There will no doubt be many such oddities. We'll just have to work around them. It's not out of the question to alter our Rust AST to match ESTree/TS-ESTree on occasion to help. Personally I think our AST should have a separate node type for declare function anyway, though others might disagree.

Anyway... thanks loads for your interest in working on this. It's one of those things that I think is really important, and I have been meaning for ages to get onto it, but just not enough time in the day...

ottomated commented 2 weeks ago

Great! I'll hold for now and probably will have a bunch of questions once I get started (for example, maybe we don't even want to impl Serialize if we're serializing to a custom binary format that needs corresponding JS deserialization code)

I'm actually really surprised it's so fast...

From my tests, most of the difference is that acorn-typescript is really slow. But even with plain JS oxc was faster (didn't test with any HUGE files though).

You are aware that Oxc currently doesn't expose a JS interface to get an AST back from JS into Rust to print it?

Yes, for the work I was doing on svelte I wrote my own napi package that patched oxc and defined the specific methods I needed.

Yes, it's a work in progress. It's closer to ESTree than it was, but still diverges in a lot of places...
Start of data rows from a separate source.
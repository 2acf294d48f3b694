//! Cubic spline interpolation with not-a-knot end conditions.
//!
//! Two knots degrade to a straight line and three to the interpolating
//! parabola, which is what not-a-knot reduces to at those sizes.

use crate::core::{SamplingError, SamplingResult};

#[derive(Debug, Clone)]
pub struct CubicSpline {
    x: Vec<f64>,
    y: Vec<f64>,
    /// Second derivative at each knot
    m: Vec<f64>,
}

impl CubicSpline {
    pub fn new(x: &[f64], y: &[f64]) -> SamplingResult<Self> {
        if x.len() != y.len() {
            return Err(SamplingError::LengthMismatch {
                left: x.len(),
                right: y.len(),
            });
        }
        if x.len() < 2 {
            return Err(SamplingError::InsufficientData {
                required: 2,
                actual: x.len(),
            });
        }
        if let Some(index) = x.windows(2).position(|w| w[1] <= w[0]) {
            return Err(SamplingError::UnsortedGrid { index: index + 1 });
        }

        let m = second_derivatives(x, y);
        Ok(Self {
            x: x.to_vec(),
            y: y.to_vec(),
            m,
        })
    }

    pub fn domain(&self) -> (f64, f64) {
        (self.x[0], self.x[self.x.len() - 1])
    }

    /// Evaluate at `t`; targets outside the knot range are rejected
    pub fn evaluate(&self, t: f64) -> SamplingResult<f64> {
        let (min, max) = self.domain();
        let tol = 1e-9 * (max - min).abs().max(1.0);
        if !(t >= min - tol && t <= max + tol) {
            return Err(SamplingError::Extrapolation { target: t, min, max });
        }
        let t = t.clamp(min, max);

        let n = self.x.len();
        let i = self.x.partition_point(|&xi| xi <= t).clamp(1, n - 1) - 1;

        let h = self.x[i + 1] - self.x[i];
        let a = self.x[i + 1] - t;
        let b = t - self.x[i];
        let (mi, mj) = (self.m[i], self.m[i + 1]);

        Ok(mi * a.powi(3) / (6.0 * h)
            + mj * b.powi(3) / (6.0 * h)
            + (self.y[i] / h - mi * h / 6.0) * a
            + (self.y[i + 1] / h - mj * h / 6.0) * b)
    }
}

fn second_derivatives(x: &[f64], y: &[f64]) -> Vec<f64> {
    let n = x.len();
    let h: Vec<f64> = x.windows(2).map(|w| w[1] - w[0]).collect();
    let slope: Vec<f64> = (0..n - 1).map(|i| (y[i + 1] - y[i]) / h[i]).collect();

    match n {
        2 => vec![0.0; 2],
        3 => {
            let curvature = 2.0 * (slope[1] - slope[0]) / (h[0] + h[1]);
            vec![curvature; 3]
        }
        _ => not_a_knot(&h, &slope),
    }
}

/// Solve for interior second derivatives with the end ones eliminated by
/// third-derivative continuity at the second and second-to-last knots.
fn not_a_knot(h: &[f64], slope: &[f64]) -> Vec<f64> {
    let n = h.len() + 1;
    let size = n - 2;

    let mut sub = vec![0.0; size];
    let mut diag = vec![0.0; size];
    let mut sup = vec![0.0; size];
    let mut rhs = vec![0.0; size];

    for row in 0..size {
        let i = row + 1;
        sub[row] = h[i - 1];
        diag[row] = 2.0 * (h[i - 1] + h[i]);
        sup[row] = h[i];
        rhs[row] = 6.0 * (slope[i] - slope[i - 1]);
    }

    // M0 = (1 + h0/h1) M1 - (h0/h1) M2
    let (h0, h1) = (h[0], h[1]);
    diag[0] += h0 * (1.0 + h0 / h1);
    sup[0] -= h0 * h0 / h1;
    sub[0] = 0.0;

    // M[n-1] = (1 + hl/hp) M[n-2] - (hl/hp) M[n-3]
    let (hp, hl) = (h[n - 3], h[n - 2]);
    let last = size - 1;
    diag[last] += hl * (1.0 + hl / hp);
    sub[last] -= hl * hl / hp;
    sup[last] = 0.0;

    let interior = solve_tridiagonal(&sub, &diag, &sup, &rhs);

    let mut m = Vec::with_capacity(n);
    m.push((1.0 + h0 / h1) * interior[0] - (h0 / h1) * interior[1]);
    m.extend_from_slice(&interior);
    m.push((1.0 + hl / hp) * interior[last] - (hl / hp) * interior[last - 1]);
    m
}

/// Thomas algorithm; `sub[0]` and `sup[last]` are ignored
fn solve_tridiagonal(sub: &[f64], diag: &[f64], sup: &[f64], rhs: &[f64]) -> Vec<f64> {
    let n = diag.len();
    let mut c = vec![0.0; n];
    let mut d = vec![0.0; n];

    c[0] = sup[0] / diag[0];
    d[0] = rhs[0] / diag[0];
    for i in 1..n {
        let denom = diag[i] - sub[i] * c[i - 1];
        c[i] = if i + 1 < n { sup[i] / denom } else { 0.0 };
        d[i] = (rhs[i] - sub[i] * d[i - 1]) / denom;
    }

    let mut out = vec![0.0; n];
    out[n - 1] = d[n - 1];
    for i in (0..n - 1).rev() {
        out[i] = d[i] - c[i] * out[i + 1];
    }
    out
}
I expect any work I do on #6347 would be establishing a baseline that allows for the customization that these divergences would need rather than focusing on the individual cases.

overlookmotel commented 2 weeks ago

@ottomated Spoke to Boshen. We have go-ahead for #6347. I'll write up some thoughts on that issue later today.

I think we can close this issue in favour of that one? Or do you consider them slightly different things?

Also, do you have Discord? It might be useful to have a quick chat. Please can you join Oxc Discord and ping me?